A Refuge from Exhaustion
It
would be a mistake, though, to presume that civility’s distortion as a
rhetorical weapon means that there is no place for civil discourse in our
politics. Put simply, it is not bad to wish for a more elevated and
dignified form of politics. Public opinion polls suggest that many Americans
are exhausted by the addiction to rage, tabloid sensationalism, and zero-sum
approaches to politics coverage in our media and public life. For the church to
function as a place of refuge from this exhaustion is entirely appropriate. Jesus
extends this invitation to all of us: “Come to me, all you that are weary and are
carrying heavy burdens, and I will give you rest.”5 In that context, the
church can be a place which calls for a politics that upholds dignity, respect,
and love.
It
is also true that Christian people are at different stages of their journey toward
imagining and pursuing a politics not addicted to rage, fear, and demonization
of others. Some people of faith may be ready to forcefully critique the
structures and institutions of our broken and sinful world, while others are
simply desiring to imagine ways to talk to their divided families, neighbors
and friends. All people need to continue to wrestle deeply with the meaning of
the Gospel’s call to love our neighbors. As much as we may wish for urgency in
the task of pursuing a reconciled civic discourse, not everyone walks from the
same place or at the same pace. Endorsing a resource that supports those for
whom beginning with civility is productive is a good thing. At the same time,
it must neither be our only resource nor our only framing of what God requires
from us in the present moment.
To What Are We Called?
In
doing so, we can affirm that calling the powerful to account for how they
propose to treat the poor, the orphan, and the stranger is a holy task.

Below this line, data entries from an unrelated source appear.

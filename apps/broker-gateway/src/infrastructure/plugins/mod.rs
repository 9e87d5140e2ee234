//! Plugin Directory
//!
//! Filesystem side of plugin discovery. Every broker plugin owns a
//! sub-directory of the plugin root, optionally holding a `plugin.json`
//! metadata file:
//!
//! ```json
//! { "enabled": false, "region": "IN" }
//! ```

use std::path::{Path, PathBuf};

use serde::Deserialize;

use crate::application::ports::DescriptorSource;
use crate::application::services::PluginCatalog;
use crate::domain::plugin::{BrokerId, BrokerPluginDescriptor, DescriptorLookup, Region};
use crate::infrastructure::config::ConfigError;

/// Name of the metadata file inside a plugin directory.
pub const METADATA_FILE: &str = "plugin.json";

/// On-disk metadata shape.
#[derive(Debug, Deserialize)]
struct PluginMetadata {
    #[serde(default = "default_enabled")]
    enabled: bool,
    #[serde(default)]
    region: String,
    #[serde(default)]
    display_name: Option<String>,
    #[serde(default)]
    version: Option<String>,
}

const fn default_enabled() -> bool {
    true
}

/// Reads `<root>/<broker>/plugin.json`.
#[derive(Debug, Clone)]
pub struct FsDescriptorSource {
    root: PathBuf,
}

impl FsDescriptorSource {
    /// Create a source rooted at the plugin directory.
    #[must_use]
    pub fn new(root: impl Into<PathBuf>) -> Self {
        Self { root: root.into() }
    }

    /// Plugin root.
    #[must_use]
    pub fn root(&self) -> &Path {
        &self.root
    }

    /// Metadata path for a broker.
    #[must_use]
    pub fn metadata_path(&self, broker: &BrokerId) -> PathBuf {
        self.root.join(broker.as_str()).join(METADATA_FILE)
    }

    fn read(&self, broker: &BrokerId) -> Result<Option<BrokerPluginDescriptor>, ConfigError> {
        let path = self.metadata_path(broker);
        let raw = match std::fs::read_to_string(&path) {
            Ok(raw) => raw,
            Err(e) if e.kind() == std::io::ErrorKind::NotFound => return Ok(None),
            Err(e) => {
                return Err(ConfigError::MetadataUnreadable {
                    path,
                    reason: e.to_string(),
                });
            }
        };

        let metadata: PluginMetadata =
            serde_json::from_str(&raw).map_err(|e| ConfigError::MetadataMalformed {
                path: path.clone(),
                reason: e.to_string(),
            })?;

        let mut descriptor = BrokerPluginDescriptor::new(broker.clone())
            .enabled(metadata.enabled)
            .region(Region::parse(&metadata.region));
        descriptor.display_name = metadata.display_name;
        descriptor.version = metadata.version;
        Ok(Some(descriptor))
    }
}

impl DescriptorSource for FsDescriptorSource {
    fn lookup(&self, broker: &BrokerId) -> DescriptorLookup {
        match self.read(broker) {
            Ok(Some(descriptor)) => DescriptorLookup::Found(descriptor),
            Ok(None) => DescriptorLookup::Missing,
            Err(error) => DescriptorLookup::Malformed {
                reason: error.to_string(),
            },
        }
    }
}

/// Candidate plugin names under `root`, sorted.
///
/// Hidden entries and entries starting with `_` are skipped. When the root
/// cannot be listed the catalog's identifiers are used instead.
#[must_use]
pub fn discover_candidates(root: &Path, catalog: &PluginCatalog) -> Vec<String> {
    let entries = match std::fs::read_dir(root) {
        Ok(entries) => entries,
        Err(error) => {
            tracing::warn!(
                root = %root.display(),
                error = %error,
                "Plugin directory unavailable, using compiled-in plugins"
            );
            return catalog.identifiers().map(ToString::to_string).collect();
        }
    };

    let mut candidates: Vec<String> = entries
        .filter_map(Result::ok)
        .filter(|entry| entry.file_type().is_ok_and(|t| t.is_dir()))
        .filter_map(|entry| entry.file_name().into_string().ok())
        .filter(|name| !name.starts_with('.') && !name.starts_with('_'))
        .collect();
    candidates.sort();

    tracing::debug!(root = %root.display(), count = candidates.len(), "Discovered plugin candidates");
    candidates
}
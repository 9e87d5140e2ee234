#![cfg_attr(
    test,
    allow(
        clippy::unwrap_used,
        clippy::expect_used,
        clippy::float_cmp,
        clippy::significant_drop_tightening,
        clippy::too_many_lines,
        clippy::needless_pass_by_value,
        clippy::option_if_let_else,
        clippy::items_after_statements
    )
)]

//! Broker Gateway - Broker Plugin & Adapter Framework
//!
//! Puts many brokerage backends behind one canonical trading and market
//! data vocabulary. Broker plugins are discovered and conditionally
//! activated at startup; each active plugin contributes an authenticate
//! entry point and a streaming adapter factory.
//!
//! # Layers (inside → outside)
//!
//! - **Domain**: Canonical vocabulary and pure rules
//!   - `mapping`: Canonical ↔ native code tables
//!   - `capability`: What each broker supports
//!   - `subscription`: Adapter state machine and subscription set
//!   - `plugin`: Plugin metadata and activation policy
//!
//! - **Application**: Use cases and port definitions
//!   - `ports`: Transport, normalizer, authenticator, margin, metadata
//!   - `services`: Streaming adapter, plugin catalog, loader, registry
//!
//! - **Infrastructure**: Adapters and external integrations
//!   - `brokers`: Built-in broker plugins
//!   - `plugins`: Plugin directory and `plugin.json`
//!   - `websocket`: WebSocket transport
//!   - `config`, `health`, `metrics`, `telemetry`
//!
//! # Data Flow
//!
//! ```text
//! plugin dir ──► PluginLoader ──► BrokerRegistry ──► authenticate ──► BrokerSession
//!                                       │
//!                                       ▼
//! broker WS ◄──► Transport ◄──► StreamingAdapter ──► CanonicalEvent ──► subscribers
//!                                (normalizer + mappings + capabilities)
//! ```

#![forbid(unsafe_code)]
#![warn(missing_docs)]
#![warn(clippy::pedantic)]

// =============================================================================
// Module Declarations
// =============================================================================

/// Domain layer - Canonical vocabulary with no I/O.
pub mod domain;

/// Application layer - Use cases and port definitions.
pub mod application;

/// Infrastructure layer - Adapters and external integrations.
pub mod infrastructure;

// =============================================================================
// Re-exports
// =============================================================================

// Domain types
pub use domain::capability::{CapabilityError, CapabilityRegistry, NotSupportedError};
pub use domain::mapping::{BrokerMappings, MappingTable};
pub use domain::plugin::{
    ActivationDecision, ActivationPolicy, BrokerId, BrokerPluginDescriptor, DescriptorLookup,
    Region, should_activate,
};
pub use domain::streaming::{CanonicalEvent, EventPayload};
pub use domain::subscription::{AdapterState, NativeRoute, SubscriptionKey};
pub use domain::vocabulary::{FeedType, Operation};

// Ports
pub use application::ports::{AuthError, Credentials, ParseError, Transport, TransportError};

// Services
pub use application::services::{
    AdapterDirectory, AdapterError, AdapterSettings, BrokerRegistry, LoadOutcome, PluginCatalog,
    PluginLoader, PluginResolutionError, SharedRegistry, StreamingAdapter,
};

// Infrastructure
pub use infrastructure::brokers::builtin_catalog;
pub use infrastructure::config::{ConfigError, GatewayConfig};
pub use infrastructure::health::{HealthServer, HealthServerError, HealthServerState};
pub use infrastructure::metrics::init_metrics;
pub use infrastructure::plugins::{FsDescriptorSource, discover_candidates};
pub use infrastructure::telemetry::{TelemetryConfig, TelemetryGuard, init as init_telemetry};
pub use infrastructure::websocket::WebSocketTransport;
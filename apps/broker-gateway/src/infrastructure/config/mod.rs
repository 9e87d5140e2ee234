//! Configuration Module
//!
//! Configuration loading for the broker gateway.

mod settings;

pub use settings::{ConfigError, GatewayConfig, ReconnectSettings, ServerSettings};
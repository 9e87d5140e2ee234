//! Canonical Vocabulary
//!
//! The broker-neutral codes shared by every plugin: feed types, mapping
//! categories, and optional broker operations. Broker-native spellings
//! never leak past the mapping layer; everything above it speaks these.

use std::fmt;
use std::str::FromStr;

use serde::{Deserialize, Serialize};

// =============================================================================
// Feed Type
// =============================================================================

/// Canonical streaming feed type.
#[derive(Debug, Clone, Copy, PartialEq, Eq, Hash, PartialOrd, Ord, Serialize, Deserialize)]
#[serde(rename_all = "SCREAMING_SNAKE_CASE")]
pub enum FeedType {
    /// Last traded price only.
    Ltp,
    /// Top of book plus last trade and volume.
    Quote,
    /// Multi-level order book.
    Depth,
    /// Order lifecycle updates for the session's account.
    OrderUpdate,
}

impl FeedType {
    /// Every canonical feed type.
    pub const ALL: [Self; 4] = [Self::Ltp, Self::Quote, Self::Depth, Self::OrderUpdate];

    /// Canonical code used in mapping tables and logs.
    #[must_use]
    pub const fn as_str(self) -> &'static str {
        match self {
            Self::Ltp => "LTP",
            Self::Quote => "QUOTE",
            Self::Depth => "DEPTH",
            Self::OrderUpdate => "ORDER_UPDATE",
        }
    }

    /// Parse a canonical code, ignoring ASCII case and surrounding whitespace.
    #[must_use]
    pub fn from_code(code: &str) -> Option<Self> {
        let code = code.trim();
        Self::ALL
            .into_iter()
            .find(|feed| feed.as_str().eq_ignore_ascii_case(code))
    }
}

impl fmt::Display for FeedType {
    fn fmt(&self, f: &mut fmt::Formatter<'_>) -> fmt::Result {
        f.write_str(self.as_str())
    }
}

/// Error returned when a string is not a canonical feed type.
#[derive(Debug, Clone, PartialEq, Eq, thiserror::Error)]
#[error("unknown feed type: {0}")]
pub struct UnknownFeedType(pub String);

impl FromStr for FeedType {
    type Err = UnknownFeedType;

    fn from_str(s: &str) -> Result<Self, Self::Err> {
        Self::from_code(s).ok_or_else(|| UnknownFeedType(s.to_string()))
    }
}

// =============================================================================
// Mapping Category
// =============================================================================

/// The vocabularies a broker translates between canonical and native codes.
#[derive(Debug, Clone, Copy, PartialEq, Eq, Hash)]
pub enum MappingCategory {
    /// Exchange / segment codes (`NSE` → `nse_cm`).
    Exchange,
    /// Product types (`CNC`, `MIS`, `NRML`).
    Product,
    /// Order types (`LIMIT`, `MARKET`, `SL`, `SL-M`).
    OrderType,
    /// Streaming feed types.
    FeedType,
}

impl MappingCategory {
    /// Every mapping category.
    pub const ALL: [Self; 4] = [Self::Exchange, Self::Product, Self::OrderType, Self::FeedType];

    /// Category name for logs.
    #[must_use]
    pub const fn as_str(self) -> &'static str {
        match self {
            Self::Exchange => "exchange",
            Self::Product => "product",
            Self::OrderType => "order_type",
            Self::FeedType => "feed_type",
        }
    }
}

impl fmt::Display for MappingCategory {
    fn fmt(&self, f: &mut fmt::Formatter<'_>) -> fmt::Result {
        f.write_str(self.as_str())
    }
}

// =============================================================================
// Operation
// =============================================================================

/// Optional broker operations that a plugin may or may not offer.
#[derive(Debug, Clone, Copy, PartialEq, Eq, Hash, PartialOrd, Ord, Serialize, Deserialize)]
#[serde(rename_all = "snake_case")]
pub enum Operation {
    /// Pre-trade margin requirement calculation.
    MarginCalculator,
}

impl Operation {
    /// Operation name for logs and errors.
    #[must_use]
    pub const fn as_str(self) -> &'static str {
        match self {
            Self::MarginCalculator => "margin_calculator",
        }
    }
}

impl fmt::Display for Operation {
    fn fmt(&self, f: &mut fmt::Formatter<'_>) -> fmt::Result {
        f.write_str(self.as_str())
    }
}

// =============================================================================
// Tests
// =============================================================================

#[cfg(test)]
mod tests {
    use test_case::test_case;

    use super::*;

    #[test_case("LTP", FeedType::Ltp ; "upper")]
    #[test_case("quote", FeedType::Quote ; "lower")]
    #[test_case(" Depth ", FeedType::Depth ; "padded mixed case")]
    #[test_case("order_update", FeedType::OrderUpdate ; "snake case")]
    fn feed_type_parses_case_insensitively(code: &str, expected: FeedType) {
        assert_eq!(FeedType::from_code(code), Some(expected));
        assert_eq!(code.parse::<FeedType>(), Ok(expected));
    }

    #[test]
    fn feed_type_rejects_unknown_code() {
        assert_eq!(FeedType::from_code("candles"), None);
        assert_eq!(
            "candles".parse::<FeedType>(),
            Err(UnknownFeedType("candles".to_string()))
        );
    }

    #[test]
    fn feed_type_display_matches_code() {
        for feed in FeedType::ALL {
            assert_eq!(feed.to_string(), feed.as_str());
            assert_eq!(FeedType::from_code(feed.as_str()), Some(feed));
        }
    }

    #[test]
    fn feed_type_serializes_as_canonical_code() {
        let json = serde_json::to_string(&FeedType::OrderUpdate).unwrap();
        assert_eq!(json, "\"ORDER_UPDATE\"");
    }

    #[test]
    fn operation_names() {
        assert_eq!(Operation::MarginCalculator.to_string(), "margin_calculator");
        assert_eq!(MappingCategory::OrderType.to_string(), "order_type");
    }
}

Sometimes that struggle may mean publicly addressing the powerful. Sometimes it
may mean meeting privately with a decision-maker to exchange views. Sometimes
it may mean testifying at a rally, or testifying on legislation. It may mean living
out a counterexample in our own lives, caring for the needs of others in an
immediate, tangible way. And it may mean learning how to converse civilly with
our neighbors in our own congregation or ministry setting.
These
ways of struggling to address the suffering and brokenness of the world can all
be faithful. Jesus met with religious authorities and cared for the bodily
needs of the common people. Jesus subjected himself to the power of the empire
- a power which would eventually kill him - but not before charging into the
Temple to flip over the tables of usurious money-lenders. Loving but persistent
confrontation with prevailing authorities marked Jesus’ ministry on Earth, as
did speaking to, teaching, and healing individual people.7
The
Gospel proclaims God’s love for all people, including those who are powerful
decision-makers and those on the margins. Through our Lutheran understanding of
vocation, we know that some people are called into public service to make
policy on behalf of the body politic, while others are called to agitate for
change. All of us broken, imperfect sinners have various vocational callings in
the world. Regardless of what the call is, God does not leave us alone in it:
“In witnessing to Jesus Christ, the Church announces that the God who justifies
expects all people to do justice.”8 How do we treat our poorest neighbors? How do we show love, compassion, and
respect for all people, regardless of how the world might try to inflate or
diminish their inherent value? As people of faith, we believe that God calls us
to hold the powerful accountable for how they answer these questions. As a
church, we respect “the God-given integrity and tasks of governing authorities
and other worldly structures, while holding them accountable to God.”9
It
is a gift from God that our ultimate hope is not in perfectly accomplishing
this work. Politics can be a “prudential way to secure justice, beat back evil,
and mitigate the effects of the Fall.”10 But it is also not the
appropriate forum in which to place our hope of salvation. We should have no
illusions about our political ingenuity – civility, activism, and otherwise – fully
escaping the brokenness and sinfulness of the world; in short, we cannot expect
to “legislate our way to the kingdom” by deifying the potential of human
activity.11 Our call in this arena is not to ultimacy, but to pursue justice in a world
where we will nonetheless have to keep praying for God’s coming reign.
Conclusion
At
this critical juncture, during this electoral cycle but equally for those that
will come after it, we must claim the mantle of public church. Amid the
struggle to “discern when to support and when to confront society’s cultural
patterns, values, and powers,” we ought to remember that civility has value,
but so too does a restless and sometimes messy or unruly passion for God’s
justice for all people.12 We are called, as the hymn says, to act with justice, and to love tenderly, and
to serve one another: to walk humbly with God.13 The
Gospel does not promise that this walk will necessarily be easy or comfortable.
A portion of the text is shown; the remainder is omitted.